*** Opening AVAILABLE DATA ***

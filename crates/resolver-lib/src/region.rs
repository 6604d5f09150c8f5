//! Regional fallback table for cross-region image search

use std::collections::HashMap;

/// Ordered neighbour regions searched when a region has no local image.
///
/// Immutable after construction, so it can be shared across resolutions
/// without locking.
#[derive(Debug, Clone)]
pub struct RegionFallbackMap {
    neighbors: HashMap<String, Vec<String>>,
}

const DEFAULT_FALLBACKS: &[(&str, &[&str])] = &[
    ("us-east-1", &["us-east-2", "us-west-2", "us-west-1"]),
    ("us-east-2", &["us-east-1", "us-west-2", "us-west-1"]),
    ("us-west-1", &["us-west-2", "us-east-1", "us-east-2"]),
    ("us-west-2", &["us-west-1", "us-east-1", "us-east-2"]),
    ("ca-central-1", &["us-east-1", "us-east-2"]),
    ("eu-west-1", &["eu-west-2", "eu-central-1", "us-east-1"]),
    ("eu-west-2", &["eu-west-1", "eu-central-1", "us-east-1"]),
    ("eu-west-3", &["eu-west-1", "eu-west-2", "eu-central-1"]),
    ("eu-central-1", &["eu-west-1", "eu-west-2", "us-east-1"]),
    ("eu-north-1", &["eu-west-1", "eu-central-1"]),
    ("ap-south-1", &["ap-southeast-1", "ap-northeast-1", "us-east-1"]),
    ("ap-southeast-1", &["ap-southeast-2", "ap-northeast-1", "us-east-1"]),
    ("ap-southeast-2", &["ap-southeast-1", "ap-northeast-1", "us-east-1"]),
    ("ap-northeast-1", &["ap-northeast-2", "ap-southeast-1", "us-east-1"]),
    ("ap-northeast-2", &["ap-northeast-1", "ap-southeast-1", "us-east-1"]),
    ("ap-northeast-3", &["ap-northeast-1", "ap-northeast-2", "us-east-1"]),
    ("sa-east-1", &["us-east-1", "us-east-2"]),
];

impl Default for RegionFallbackMap {
    fn default() -> Self {
        Self::from_pairs(DEFAULT_FALLBACKS)
    }
}

impl RegionFallbackMap {
    /// Build a map from `(region, neighbours)` pairs
    pub fn from_pairs(pairs: &[(&str, &[&str])]) -> Self {
        let neighbors = pairs
            .iter()
            .map(|(region, list)| {
                (
                    region.to_string(),
                    list.iter().map(|r| r.to_string()).collect(),
                )
            })
            .collect();
        Self { neighbors }
    }

    /// Ordered neighbours of `region`; empty for unknown regions
    pub fn neighbors(&self, region: &str) -> &[String] {
        self.neighbors
            .get(region)
            .map(Vec::as_slice)
            .unwrap_or(&[])
    }

    pub fn contains(&self, region: &str) -> bool {
        self.neighbors.contains_key(region)
    }

    /// Every region with an entry, sorted
    pub fn known_regions(&self) -> Vec<&str> {
        let mut regions: Vec<&str> = self.neighbors.keys().map(String::as_str).collect();
        regions.sort_unstable();
        regions
    }
}

#[cfg(test)]
mod tests {
    use super::*;

    #[test]
    fn test_default_map_order() {
        let map = RegionFallbackMap::default();
        assert_eq!(map.neighbors("eu-north-1"), ["eu-west-1", "eu-central-1"]);
        assert_eq!(map.neighbors("us-east-1")[0], "us-east-2");
        assert_eq!(map.known_regions().len(), 17);
    }

    #[test]
    fn test_unknown_region_has_no_neighbors() {
        let map = RegionFallbackMap::default();
        assert!(map.neighbors("mars-north-1").is_empty());
        assert!(!map.contains("mars-north-1"));
    }

    #[test]
    fn test_custom_map() {
        let pairs: &[(&str, &[&str])] = &[("a", &["b", "c"])];
        let map = RegionFallbackMap::from_pairs(pairs);
        assert_eq!(map.neighbors("a"), ["b", "c"]);
        assert_eq!(map.known_regions(), vec!["a"]);
    }
}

*** Closing AVAILABLE DATA ***

WORK TO BE COMPLETED: Your answer should reproduce each line of the listing that holds the word "image".

RESULT:
//! Regional fallback table for cross-region image search
/// Ordered neighbour regions searched when a region has no local image.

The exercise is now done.